Here is what is going on.  Cron invocations are run using the Bourne shell
AND the set of environment variables that are in effect is minimal.
The invocations do not pickup or use the settings in the LDM user's
shell definition file(s) (typically .cshrc since most users setup the
'ldm' account to use the C shell).

What you need to do is force the cron-invoked ldmfail to set environment
variables that are needed to run.  From your description above and further
down in this email, this will include setting of PATH and LD_LIBRARY_PATH.

>but the appropriate
>paths are not being setup when it is invoked using the
>"crontab" entry:
>
>> # 
>> # Failover Test
>> #
>> 0,20,40 * * * * bin/ldmfail -p "sunset.meteor.wisc.edu" -f "squall.atmos.uiu
> c.edu"
>
>
>I saw reference to using "source .cshrc" within the "crontab"
>entry and that didn't seem to work for me either.  

You would have to have the cron entry run ldmfail from the C shell,
otherwise you would not be able to source .cshrc since the cron
invocations are run from the Bourne shell.

>Most of my "ldm" environment variables are set using a global
>resource file from within its own ".cshrc" file:
>
>> % more ~ldm/.cshrc
>> 
>> # if possible, source system-wide cshrc file
>> #
>> if ( -e /usr/local/lib/csh.cshrc ) then
>>      source /usr/local/lib/csh.cshrc
>> endif
>
>
>Again, if user "ldm" runs "ldmfail" from the command-line,
>everything is fine as all the environment variables and
>library paths can be located.  Can you help me with the
>proper method that is needed to setup my cron job so the
>settings stored in my (C-shell) resource files are read
>properly by "ldmfail"?

One way to do this is to edit ~ldm/bin/ldmfail and have it setup
the PATH and LD_LIBRARY_PATH values that are needed to run.  The
other way is to set the environment variables in the cron entry
itself.  This would be something on the order of:

PATH=<fill in the needed path as a colon-separated list> LD_LIBRARY_PATH=<fill 
in the needed LD_LIBRARY_PATH as a colon-separated list> ldmfail

Since a new version of ldmfail will get installed each time you upgrade
your LDM, you may try a different approach:  create a shell script
that does the work of setting needed environment variables and then
runs ldmfail; and run this shell script from cron.

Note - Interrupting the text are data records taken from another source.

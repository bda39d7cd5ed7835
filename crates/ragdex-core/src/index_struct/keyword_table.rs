use serde::{Deserialize, Serialize};
use std::collections::{BTreeMap, BTreeSet};
use tracing::debug;

use crate::docstore::DocumentStore;
use crate::error::{Error, Result};
use crate::types::NodeId;

/// Inverted index from keyword to the ids of nodes containing it.
#[derive(Debug, Clone, Default, PartialEq, Serialize, Deserialize)]
pub struct KeywordTable {
    pub index_id: String,
    #[serde(default, skip_serializing_if = "Option::is_none")]
    pub summary: Option<String>,
    table: BTreeMap<String, BTreeSet<NodeId>>,
}

impl KeywordTable {
    pub fn new(index_id: impl Into<String>) -> Self {
        Self { index_id: index_id.into(), ..Self::default() }
    }

    /// Record `node_id` under each keyword. Re-adding is a no-op.
    pub fn add_node<I, S>(&mut self, keywords: I, node_id: &str)
    where
        I: IntoIterator<Item = S>,
        S: Into<String>,
    {
        for keyword in keywords {
            self.table.entry(keyword.into()).or_default().insert(node_id.to_string());
        }
    }

    /// Ids of nodes recorded under `keyword`. Only direct lookups (depth 1)
    /// are supported; an unknown keyword yields an empty list.
    pub fn get_node_ids(&self, keyword: &str, depth: usize) -> Result<Vec<NodeId>> {
        check_depth(depth)?;
        Ok(self.table.get(keyword).map(|ids| ids.iter().cloned().collect()).unwrap_or_default())
    }

    pub fn table(&self) -> &BTreeMap<String, BTreeSet<NodeId>> { &self.table }

    pub fn keywords(&self) -> impl Iterator<Item = &str> { self.table.keys().map(String::as_str) }

    pub fn contains_keyword(&self, keyword: &str) -> bool { self.table.contains_key(keyword) }

    /// Union of every id in the table.
    pub fn node_ids(&self) -> BTreeSet<NodeId> {
        self.table.values().flatten().cloned().collect()
    }

    /// Number of distinct keywords.
    pub fn size(&self) -> usize { self.table.len() }
    pub fn is_empty(&self) -> bool { self.table.is_empty() }

    pub fn delete_ref_doc(&mut self, ref_doc_id: &str, docstore: &DocumentStore) -> Result<Vec<NodeId>> {
        let doomed = owned_by(self.node_ids(), ref_doc_id, docstore)?;
        if doomed.is_empty() {
            return Err(Error::NotFound(format!("ref doc '{ref_doc_id}' in keyword table '{}'", self.index_id)));
        }
        prune(&mut self.table, &doomed);
        debug!(index_id = %self.index_id, ref_doc_id, removed = doomed.len(), "keyword table delete");
        Ok(doomed.into_iter().collect())
    }
}

pub(crate) fn check_depth(depth: usize) -> Result<()> {
    match depth {
        0 => Err(Error::InvalidConfig("keyword lookup depth must be at least 1".into())),
        1 => Ok(()),
        d => Err(Error::UnsupportedDepth(d)),
    }
}

pub(crate) fn owned_by(ids: BTreeSet<NodeId>, ref_doc_id: &str, docstore: &DocumentStore) -> Result<BTreeSet<NodeId>> {
    let mut doomed = BTreeSet::new();
    for id in ids {
        if docstore.resolve(&id)?.ref_doc_id.as_deref() == Some(ref_doc_id) {
            doomed.insert(id);
        }
    }
    Ok(doomed)
}

/// Drop `doomed` ids from every posting list and remove emptied keywords.
pub(crate) fn prune(table: &mut BTreeMap<String, BTreeSet<NodeId>>, doomed: &BTreeSet<NodeId>) {
    for ids in table.values_mut() {
        ids.retain(|id| !doomed.contains(id));
    }
    table.retain(|_, ids| !ids.is_empty());
}

#[cfg(test)]
mod tests {
    use super::*;
    use crate::types::Node;

    #[test]
    fn node_ids_is_union_of_postings() {
        let mut t = KeywordTable::new("kw");
        t.add_node(["rust", "index"], "n1");
        t.add_node(["rust"], "n2");
        t.add_node(["rust"], "n2");
        assert_eq!(t.size(), 2);
        assert_eq!(t.node_ids().into_iter().collect::<Vec<_>>(), vec!["n1", "n2"]);
        assert_eq!(t.get_node_ids("rust", 1).unwrap(), vec!["n1", "n2"]);
        assert!(t.get_node_ids("missing", 1).unwrap().is_empty());
    }

    #[test]
    fn deep_lookup_is_rejected() {
        let t = KeywordTable::new("kw");
        assert!(matches!(t.get_node_ids("x", 2), Err(Error::UnsupportedDepth(2))));
        assert!(matches!(t.get_node_ids("x", 0), Err(Error::InvalidConfig(_))));
    }

    #[test]
    fn delete_drops_emptied_keywords() {
        let mut store = DocumentStore::new();
        store.add_documents(vec![Node::new("n1", "a").with_ref_doc("d1"), Node::new("n2", "b").with_ref_doc("d2")], false).unwrap();
        let mut t = KeywordTable::new("kw");
        t.add_node(["shared", "only1"], "n1");
        t.add_node(["shared"], "n2");
        assert_eq!(t.delete_ref_doc("d1", &store).unwrap(), vec!["n1"]);
        assert!(!t.contains_keyword("only1"));
        assert_eq!(t.get_node_ids("shared", 1).unwrap(), vec!["n2"]);
        assert!(matches!(t.delete_ref_doc("d1", &store), Err(Error::NotFound(_))));
    }
}
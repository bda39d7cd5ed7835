//! Summarization tree: construction, incremental insertion and descent.
//!
//! Leaves are the parsed chunks. Every level above them is made of summary
//! nodes, each one standing for a run of at most `num_children` nodes of the
//! level below. Summary nodes live in the document store like any other node
//! and are addressed as `"{index_id}:summary:{position}"`.
mod build;
mod retrieve;
mod select;

pub use build::{TreeBuilder, TreeInserter};
pub use retrieve::{TreeRetriever, TreeRetrieverMode};
pub use select::{parse_choice_numbers, ChildSelector, EmbeddingChildSelector, LlmChildSelector};

use ragdex_core::data_processor::split_sentences;
use ragdex_core::traits::LanguageModel;
use ragdex_core::{Error, NodeId, Result};

pub const SUMMARY_PROMPT: &str = "Write a summary of the following. Try to use only the information provided. \
Try to include as many key details as possible.\n\n{context_str}\n\nSUMMARY:\n";

/// Id of the summary node created at `position` of tree `index_id`.
pub fn summary_id(index_id: &str, position: usize) -> NodeId {
    format!("{index_id}:summary:{position}")
}

/// Condenses the texts of a group of sibling nodes into one parent text.
pub trait Summarizer {
    fn summarize(&self, texts: &[&str]) -> Result<String>;
}

/// Asks a language model for the summary.
pub struct LlmSummarizer<'a> {
    llm: &'a dyn LanguageModel,
}

impl<'a> LlmSummarizer<'a> {
    pub fn new(llm: &'a dyn LanguageModel) -> Self { Self { llm } }
}

impl Summarizer for LlmSummarizer<'_> {
    fn summarize(&self, texts: &[&str]) -> Result<String> {
        let context = texts.join("\n\n");
        let out = self.llm.predict(SUMMARY_PROMPT, &[("context_str", &context)]).map_err(Error::external)?;
        Ok(out.trim().to_string())
    }
}

/// Offline summarizer: the lead sentence of every child, in order.
#[derive(Debug, Clone, Copy, Default)]
pub struct ExtractiveSummarizer;

impl Summarizer for ExtractiveSummarizer {
    fn summarize(&self, texts: &[&str]) -> Result<String> {
        let leads: Vec<&str> = texts.iter().filter_map(|t| split_sentences(t).into_iter().next()).collect();
        Ok(leads.join(" "))
    }
}
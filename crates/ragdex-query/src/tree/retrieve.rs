use std::fmt;
use std::str::FromStr;
use tracing::debug;

use ragdex_core::traits::{Embedder, LanguageModel, QueryBundle, Retrieval, Retriever};
use ragdex_core::{DocumentStore, Error, IndexGraph, Node, NodeWithScore, Result};

use super::select::{ChildSelector, EmbeddingChildSelector, LlmChildSelector};

#[derive(Debug, Clone, Copy, PartialEq, Eq, Default)]
pub enum TreeRetrieverMode {
    /// Descend with a language model choosing children.
    #[default]
    SelectLeaf,
    /// Descend by query/summary embedding similarity.
    SelectLeafEmbedding,
    /// Every leaf, in position order.
    AllLeaf,
    /// The roots only.
    RootOnly,
}

impl TreeRetrieverMode {
    pub fn as_str(&self) -> &'static str {
        match self {
            TreeRetrieverMode::SelectLeaf => "select_leaf",
            TreeRetrieverMode::SelectLeafEmbedding => "select_leaf_embedding",
            TreeRetrieverMode::AllLeaf => "all_leaf",
            TreeRetrieverMode::RootOnly => "root",
        }
    }
}

impl fmt::Display for TreeRetrieverMode {
    fn fmt(&self, f: &mut fmt::Formatter<'_>) -> fmt::Result { f.write_str(self.as_str()) }
}

impl FromStr for TreeRetrieverMode {
    type Err = Error;

    fn from_str(s: &str) -> Result<Self> {
        match s {
            "select_leaf" => Ok(TreeRetrieverMode::SelectLeaf),
            "select_leaf_embedding" => Ok(TreeRetrieverMode::SelectLeafEmbedding),
            "all_leaf" => Ok(TreeRetrieverMode::AllLeaf),
            "root" => Ok(TreeRetrieverMode::RootOnly),
            other => Err(Error::InvalidConfig(format!("unknown tree retriever mode '{other}'"))),
        }
    }
}

pub struct TreeRetriever<'a> {
    graph: &'a IndexGraph,
    docstore: &'a DocumentStore,
    mode: TreeRetrieverMode,
    selector: Option<Box<dyn ChildSelector + 'a>>,
    child_branch_factor: usize,
    depth_limit: Option<usize>,
}

impl<'a> TreeRetriever<'a> {
    fn with_mode(graph: &'a IndexGraph, docstore: &'a DocumentStore, mode: TreeRetrieverMode, selector: Option<Box<dyn ChildSelector + 'a>>) -> Self {
        Self { graph, docstore, mode, selector, child_branch_factor: 1, depth_limit: None }
    }

    pub fn select_leaf(graph: &'a IndexGraph, docstore: &'a DocumentStore, llm: &'a dyn LanguageModel) -> Self {
        Self::with_mode(graph, docstore, TreeRetrieverMode::SelectLeaf, Some(Box::new(LlmChildSelector::new(llm))))
    }

    pub fn select_leaf_embedding(graph: &'a IndexGraph, docstore: &'a DocumentStore, embedder: &'a dyn Embedder) -> Self {
        Self::with_mode(
            graph,
            docstore,
            TreeRetrieverMode::SelectLeafEmbedding,
            Some(Box::new(EmbeddingChildSelector::new(embedder))),
        )
    }

    pub fn all_leaf(graph: &'a IndexGraph, docstore: &'a DocumentStore) -> Self {
        Self::with_mode(graph, docstore, TreeRetrieverMode::AllLeaf, None)
    }

    pub fn root_only(graph: &'a IndexGraph, docstore: &'a DocumentStore) -> Self {
        Self::with_mode(graph, docstore, TreeRetrieverMode::RootOnly, None)
    }

    pub fn mode(&self) -> TreeRetrieverMode { self.mode }

    /// Number of children followed at every level of a selecting descent.
    #[must_use]
    pub fn with_child_branch_factor(mut self, child_branch_factor: usize) -> Self {
        self.child_branch_factor = child_branch_factor;
        self
    }

    /// Stop a selecting descent after `depth` levels and return the nodes
    /// reached there, even if they are summaries.
    #[must_use]
    pub fn with_depth_limit(mut self, depth: usize) -> Self {
        self.depth_limit = Some(depth);
        self
    }

    fn nodes_of<'n, I>(&self, ids: I) -> Result<Vec<NodeWithScore>>
    where
        I: IntoIterator<Item = &'n String>,
    {
        ids.into_iter().map(|id| Ok(NodeWithScore::new(self.docstore.resolve(id)?.clone(), None))).collect()
    }

    fn descend(&self, selector: &dyn ChildSelector, query: &QueryBundle, parent: Option<&str>, depth: usize, out: &mut Retrieval) -> Result<()> {
        let children = self.graph.get_children(parent)?;
        let candidates: Vec<&Node> = children.values().map(|id| self.docstore.resolve(id)).collect::<Result<_>>()?;
        let picks = selector.select(query, &candidates, self.child_branch_factor)?;
        debug!(index_id = %self.graph.index_id, parent, depth, picks = picks.len(), "tree level");
        for (i, score) in picks {
            let child = candidates[i];
            if let Some(score) = score {
                out.similarity.add(child.id.clone(), score);
            }
            let at_limit = self.depth_limit.map_or(false, |limit| depth + 1 >= limit);
            if at_limit || self.graph.is_leaf(&child.id) {
                out.nodes.push(NodeWithScore::new(child.clone(), score));
            } else {
                self.descend(selector, query, Some(&child.id), depth + 1, out)?;
            }
        }
        Ok(())
    }
}

impl Retriever for TreeRetriever<'_> {
    fn retrieve(&self, query: &QueryBundle) -> Result<Retrieval> {
        if self.child_branch_factor == 0 {
            return Err(Error::InvalidConfig("child_branch_factor must be at least 1".to_string()));
        }
        if self.depth_limit == Some(0) {
            return Err(Error::InvalidConfig("tree depth limit must be at least 1".to_string()));
        }
        if self.graph.is_empty() {
            return Ok(Retrieval::empty());
        }
        let out = match (self.mode, self.selector.as_deref()) {
            (TreeRetrieverMode::AllLeaf, _) => {
                let leaves = self.graph.leaf_ids();
                Retrieval { nodes: self.nodes_of(&leaves)?, ..Retrieval::default() }
            }
            (TreeRetrieverMode::RootOnly, _) => {
                Retrieval { nodes: self.nodes_of(self.graph.root_nodes().values())?, ..Retrieval::default() }
            }
            (mode, Some(selector)) => {
                let mut out = Retrieval::empty();
                self.descend(selector, query, None, 0, &mut out)?;
                debug!(index_id = %self.graph.index_id, %mode, hits = out.nodes.len(), "tree retrieval");
                out
            }
            (mode, None) => return Err(Error::InvalidConfig(format!("tree mode {mode} needs a child selector"))),
        };
        Ok(out)
    }
}
//! In-process vector engine with brute-force cosine search.
use anyhow::{bail, Context, Result};
use serde::{Deserialize, Serialize};
use std::fs;
use std::path::Path;
use tracing::{debug, info};

use ragdex_core::traits::{MetadataFilters, VectorEngine, VectorEntry};
use ragdex_core::Metadata;
use ragdex_embed::top_k_by_similarity;

pub const VECTOR_STORE_FILE: &str = "vector_store.json";

#[derive(Debug, Clone, PartialEq, Serialize, Deserialize)]
struct StoredVector {
    id: String,
    embedding: Vec<f32>,
    #[serde(default, skip_serializing_if = "Option::is_none")]
    ref_doc_id: Option<String>,
    #[serde(default, skip_serializing_if = "Metadata::is_empty")]
    metadata: Metadata,
}

/// Vectors kept in insertion order, which is also the tie-break order of
/// [`VectorEngine::query`].
#[derive(Debug, Clone, PartialEq, Serialize, Deserialize)]
pub struct SimpleVectorStore {
    dimension: usize,
    entries: Vec<StoredVector>,
}

impl SimpleVectorStore {
    pub fn new(dimension: usize) -> Self { Self { dimension, entries: Vec::new() } }

    pub fn dimension(&self) -> usize { self.dimension }
    pub fn len(&self) -> usize { self.entries.len() }
    pub fn is_empty(&self) -> bool { self.entries.is_empty() }

    pub fn get(&self, id: &str) -> Option<&[f32]> {
        self.entries.iter().find(|e| e.id == id).map(|e| e.embedding.as_slice())
    }

    pub fn persist(&self, dir: &Path) -> Result<()> {
        fs::create_dir_all(dir)?;
        let path = dir.join(VECTOR_STORE_FILE);
        fs::write(&path, serde_json::to_string(self)?).with_context(|| format!("writing {}", path.display()))?;
        info!(path = %path.display(), vectors = self.entries.len(), "persisted vector store");
        Ok(())
    }

    pub fn load(dir: &Path) -> Result<Self> {
        let path = dir.join(VECTOR_STORE_FILE);
        let raw = fs::read_to_string(&path).with_context(|| format!("reading {}", path.display()))?;
        let store: Self = serde_json::from_str(&raw).with_context(|| format!("parsing {}", path.display()))?;
        if let Some(bad) = store.entries.iter().find(|e| e.embedding.len() != store.dimension) {
            bail!("vector '{}' has dimension {}, store expects {}", bad.id, bad.embedding.len(), store.dimension);
        }
        Ok(store)
    }
}

impl VectorEngine for SimpleVectorStore {
    /// Upsert: an existing id keeps its position and takes the new vector.
    fn add(&mut self, entries: Vec<VectorEntry>) -> Result<Vec<String>> {
        if let Some(bad) = entries.iter().find(|e| e.embedding.len() != self.dimension) {
            bail!("vector '{}' has dimension {}, store expects {}", bad.id, bad.embedding.len(), self.dimension);
        }
        let mut ids = Vec::with_capacity(entries.len());
        for entry in entries {
            ids.push(entry.id.clone());
            let stored = StoredVector {
                id: entry.id,
                embedding: entry.embedding,
                ref_doc_id: entry.ref_doc_id,
                metadata: entry.metadata,
            };
            match self.entries.iter_mut().find(|e| e.id == stored.id) {
                Some(existing) => *existing = stored,
                None => self.entries.push(stored),
            }
        }
        debug!(added = ids.len(), total = self.entries.len(), "vector store add");
        Ok(ids)
    }

    fn query(&self, embedding: &[f32], k: usize, filter: Option<&MetadataFilters>) -> Result<Vec<(String, f32)>> {
        if embedding.len() != self.dimension {
            bail!("query has dimension {}, store expects {}", embedding.len(), self.dimension);
        }
        let candidates = self
            .entries
            .iter()
            .filter(|e| filter.map_or(true, |f| f.matches(&e.metadata)))
            .map(|e| (e.id.clone(), e.embedding.as_slice()));
        Ok(top_k_by_similarity(embedding, candidates, k, None))
    }

    fn delete(&mut self, ref_doc_id: &str) -> Result<()> {
        let before = self.entries.len();
        self.entries.retain(|e| e.ref_doc_id.as_deref() != Some(ref_doc_id));
        debug!(ref_doc_id, removed = before - self.entries.len(), "vector store delete");
        Ok(())
    }
}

>Also, a related problem occurs when "ldm" is started at
>boot time using the following start-up script:
>
>> #! /bin/sh
>> # $Id$
>> #
>> PATH=/bin:/usr/bin:/usr/etc:/usr/ucb; export PATH
>> LDMHOME=/usr/local/ldm
>> LDMBIN=$LDMHOME/bin
>> MANPATH=$LDMHOME/man
>> DECODEBIN=$LDMHOME/decoders
>> UTILBIN=$LDMHOME/util
>>
>> case "$1" in
>> 
>> 'start')
>>         if [ -x $LDMBIN/ldmadmin ] ; then
>>                 PATH=$PATH:$LDMBIN:$DECODEBIN:$UTILBIN:/usr/local/bin; expor
> t PATH
>>                 MANPATH=$MANPATH; export MANPATH
>>                 echo "starting $LDMBIN/rpc.ldmd using ldmadmin start."
>>                 /bin/su - ldm -c "$LDMBIN/ldmadmin delqueue"
>>                 /bin/su - ldm -c "$LDMBIN/ldmadmin mkqueue"
>>                 /bin/su - ldm -c "$LDMBIN/ldmadmin start"
>>         fi
>>         ;;
>
>
>When the above is started at boot time, all is well until
>the "NAWIPS" decoders try to run.  The libraries once again
>can't be located:
>
>> ld.so.1: /soft/nawips/bin/sol/dcmetr: fatal: libF77.so.4: open failed: No su
> ch file or directory

I am guessing that the reason for this is that the libF77.so.4 library is
not installed in the "standard" place on your machine.  If this is the
case, the OS has no way of knowing where to find the library, so the
invocation of an executable that needs the library will fail.  The
solutions are one of two things:

o "install" the library in the "standard" location.  For Sun Solaris,
  this would be in /opt/SUNWspro/lib
o define LD_LIBRARY_PATH along with LDMHOME, etc. in the script that
  is being used for LDM startup at boot such that the shared Fortran
  can be found:

PATH=/bin:/usr/bin:/usr/etc:/usr/ucb; export PATH
LDMHOME=/usr/local/ldm
LDMBIN=$LDMHOME/bin
MANPATH=$LDMHOME/man
DECODEBIN=$LDMHOME/decoders
UTILBIN=$LDMHOME/util
LD_LIBRARY_PATH=<set your LD_LIBRARY_PATH as a colon-separated list>

and in the startup itself:

'start')
        if [ -x $LDMBIN/ldmadmin ] ; then
                PATH=$PATH:$LDMBIN:$DECODEBIN:$UTILBIN:/usr/local/bin; export 
PATH
                LD_LIBRARY_PATH=$LD_LIBRARY_PATH; export LD_LIBRARY_PATH
                MANPATH=$MANPATH; export MANPATH
                echo "starting $LDMBIN/rpc.ldmd using ldmadmin start."
                /bin/su - ldm -c "$LDMBIN/ldmadmin delqueue"
                /bin/su - ldm -c "$LDMBIN/ldmadmin mkqueue"
                /bin/su - ldm -c "$LDMBIN/ldmadmin start"
        fi
        ;;

>If the above script is run as "ldm" from the command-line after the
>system has started, no troubles.

Because the necessary definitions of PATH and LD_LIBRARY_PATH are in place.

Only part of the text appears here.